[Data for this exercise — start]
use crate::{
    Driver, ErrorKind, Params, Query, Result, SqlWriter, Value, consume_while, util::lock,
};
use std::{
    collections::HashMap,
    sync::{Arc, Mutex},
};

/// SQL text parsed once and ready for the driver.
///
/// Named placeholders (`:name` and `#{name}`) and positional ones (`?`) are rewritten into the
/// dialect placeholder. Literals, quoted identifiers, comments and `::` casts are left alone.
#[derive(Debug, Clone, PartialEq, Eq)]
pub struct ParsedSql {
    original: String,
    sql: String,
    names: Vec<String>,
    count: usize,
}

impl ParsedSql {
    pub fn parse(sql: &str, writer: &dyn SqlWriter) -> Result<Self> {
        let mut out = String::with_capacity(sql.len());
        let mut names = Vec::new();
        let mut positional = 0;
        let mut input = sql;
        while let Some(c) = input.chars().next() {
            let next = input[c.len_utf8()..].chars().next();
            match (c, next) {
                ('\'' | '"' | '`', _) => {
                    out.push(c);
                    input = &input[1..];
                    let body = consume_while(&mut input, |v| *v != c);
                    out.push_str(body);
                    if !input.is_empty() {
                        out.push(c);
                        input = &input[1..];
                    }
                }
                ('-', Some('-')) => {
                    let comment = consume_while(&mut input, |v| *v != '\n');
                    out.push_str(comment);
                }
                ('/', Some('*')) => {
                    let end = input[2..].find("*/").map(|i| i + 4).unwrap_or(input.len());
                    out.push_str(&input[..end]);
                    input = &input[end..];
                }
                (':', Some(':')) => {
                    out.push_str("::");
                    input = &input[2..];
                }
                (':', Some(v)) if v.is_alphabetic() || v == '_' => {
                    input = &input[1..];
                    let name = consume_while(&mut input, |v| v.is_alphanumeric() || *v == '_');
                    writer.write_placeholder(&mut out, names.len() + positional);
                    names.push(name.to_string());
                }
                ('#', Some('{')) => {
                    let Some(end) = input.find('}') else {
                        return Err(ErrorKind::invalid_argument(format!(
                            "Unterminated named parameter in `{}`",
                            sql
                        )));
                    };
                    let name = input[2..end].trim();
                    if name.is_empty() {
                        return Err(ErrorKind::invalid_argument(format!(
                            "Empty named parameter in `{}`",
                            sql
                        )));
                    }
                    writer.write_placeholder(&mut out, names.len() + positional);
                    names.push(name.to_string());
                    input = &input[end + 1..];
                }
                ('?', _) => {
                    writer.write_placeholder(&mut out, names.len() + positional);
                    positional += 1;
                    input = &input[1..];
                }
                _ => {
                    out.push(c);
                    input = &input[c.len_utf8()..];
                }
            }
        }
        if positional > 0 && !names.is_empty() {
            return Err(ErrorKind::invalid_argument(format!(
                "Cannot mix named and positional parameters in `{}`",
                sql
            )));
        }
        Ok(Self {
            original: sql.to_string(),
            sql: out,
            count: positional + names.len(),
            names,
        })
    }

    /// The text as written by the caller.
    pub fn original(&self) -> &str {
        &self.original
    }

    /// The text handed to the driver.
    pub fn sql(&self) -> &str {
        &self.sql
    }

    /// Names of the named placeholders in order of appearance, empty for positional SQL.
    pub fn names(&self) -> &[String] {
        &self.names
    }

    pub fn parameter_count(&self) -> usize {
        self.count
    }

    pub fn is_named(&self) -> bool {
        !self.names.is_empty()
    }

    /// Arrange `params` in placeholder order.
    pub fn resolve(&self, params: &Params) -> Result<Vec<Value>> {
        match params {
            Params::None if self.count == 0 => Ok(Vec::new()),
            Params::None => Err(ErrorKind::invalid_argument(format!(
                "The query expects {} parameters but none were given:\n{}",
                self.count, self.original
            ))),
            Params::Positional(values) => {
                if values.len() != self.count {
                    return Err(ErrorKind::invalid_argument(format!(
                        "The query expects {} parameters but {} were given:\n{}",
                        self.count,
                        values.len(),
                        self.original
                    )));
                }
                Ok(values.clone())
            }
            Params::Named(values) => self
                .names
                .iter()
                .map(|name| {
                    values
                        .iter()
                        .find(|(k, _)| k == name)
                        .map(|(_, v)| v.clone())
                        .ok_or_else(|| {
                            ErrorKind::invalid_argument(format!(
                                "Missing value for the named parameter `{}` of:\n{}",
                                name, self.original
                            ))
                        })
                })
                .collect(),
        }
    }

    /// Bind `params` onto a prepared query, replacing any previous binding.
    pub fn bind<D: Driver>(&self, query: &mut Query<D>, params: &Params) -> Result<()> {
        let values = self.resolve(params)?;
        query.bind_all(&values)?;
        Ok(())
    }
}

/// Parsed SQL cached by text. Entries are never invalidated, the cache is emptied when full.
#[derive(Debug)]
pub struct SqlCache {
    capacity: usize,
    entries: Mutex<HashMap<String, Arc<ParsedSql>>>,
}

impl SqlCache {
    pub fn new(capacity: usize) -> Self {
        Self {
            capacity,
            entries: Mutex::new(HashMap::new()),
        }
    }

    pub fn get_or_parse(&self, sql: &str, writer: &dyn SqlWriter) -> Result<Arc<ParsedSql>> {
        if let Some(parsed) = lock(&self.entries).get(sql) {
            return Ok(parsed.clone());
        }
        let parsed = Arc::new(ParsedSql::parse(sql, writer)?);
        if self.capacity > 0 {
            let mut entries = lock(&self.entries);
            if entries.len() >= self.capacity {
                log::debug!("SQL cache full ({} entries), clearing it", entries.len());
                entries.clear();
            }
            entries.insert(sql.to_string(), parsed.clone());
        }
        Ok(parsed)
    }

    pub fn len(&self) -> usize {
        lock(&self.entries).len()
    }

    pub fn is_empty(&self) -> bool {
        self.len() == 0
    }
}

#[cfg(test)]
mod tests {
    use super::*;
    use crate::{GenericSqlWriter, error_kind, named_params, params};

    struct DollarWriter;
    impl SqlWriter for DollarWriter {
        fn write_placeholder(&self, out: &mut String, index: usize) {
            out.push('$');
            out.push_str(&(index + 1).to_string());
        }
    }

    #[test]
    fn named_placeholders() {
        let parsed = ParsedSql::parse(
            "SELECT * FROM t WHERE a = :first AND b = #{second} AND c = ':skip' AND d::TEXT = :first",
            &GenericSqlWriter,
        )
        .unwrap();
        assert_eq!(
            parsed.sql(),
            "SELECT * FROM t WHERE a = ? AND b = ? AND c = ':skip' AND d::TEXT = ?"
        );
        assert_eq!(parsed.names(), ["first", "second", "first"]);
        assert_eq!(parsed.parameter_count(), 3);
        let values = parsed
            .resolve(&named_params! { "second" => 2, "first" => "one" })
            .unwrap();
        assert_eq!(
            values,
            [
                Value::Varchar("one".into()),
                Value::Int64(2),
                Value::Varchar("one".into())
            ]
        );
    }

    #[test]
    fn comments_and_dialect() {
        let parsed = ParsedSql::parse(
            "-- what? \nSELECT /* ?? */ x FROM \"we?ird\" WHERE y = ? AND z = ?",
            &DollarWriter,
        )
        .unwrap();
        assert_eq!(
            parsed.sql(),
            "-- what? \nSELECT /* ?? */ x FROM \"we?ird\" WHERE y = $1 AND z = $2"
        );
        assert!(!parsed.is_named());
        assert_eq!(parsed.parameter_count(), 2);
    }

    #[test]
    fn arity_is_checked() {
        let parsed = ParsedSql::parse("UPDATE t SET a = ? WHERE b = ?", &GenericSqlWriter).unwrap();
        let error = parsed.resolve(&params![1]).unwrap_err();
        assert!(matches!(
            error_kind(&error),
            Some(ErrorKind::InvalidArgument(..))
        ));
        assert!(parsed.resolve(&Params::None).is_err());
        assert_eq!(parsed.resolve(&params![1, 2]).unwrap().len(), 2);

        let named = ParsedSql::parse("DELETE FROM t WHERE id = :id", &GenericSqlWriter).unwrap();
        assert!(named.resolve(&named_params! { "other" => 1 }).is_err());
    }

    #[test]
    fn mixed_placeholders_rejected() {
        let error = ParsedSql::parse("SELECT ? , :name", &GenericSqlWriter).unwrap_err();
        assert!(matches!(
            error_kind(&error),
            Some(ErrorKind::InvalidArgument(..))
        ));
    }

    #[test]
    fn cache_reuses_parsed_sql() {
        let cache = SqlCache::new(2);
        let a = cache.get_or_parse("SELECT 1", &GenericSqlWriter).unwrap();
        let b = cache.get_or_parse("SELECT 1", &GenericSqlWriter).unwrap();
        assert!(Arc::ptr_eq(&a, &b));
        cache.get_or_parse("SELECT 2", &GenericSqlWriter).unwrap();
        assert_eq!(cache.len(), 2);
        cache.get_or_parse("SELECT 3", &GenericSqlWriter).unwrap();
        assert_eq!(cache.len(), 1);
    }
}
[Data for this exercise — finish]
◆ Aim of the task: If a line in the entries holds the string "what", it belongs in the tally; state the tally alone.

◆ Solution to the exercise: 2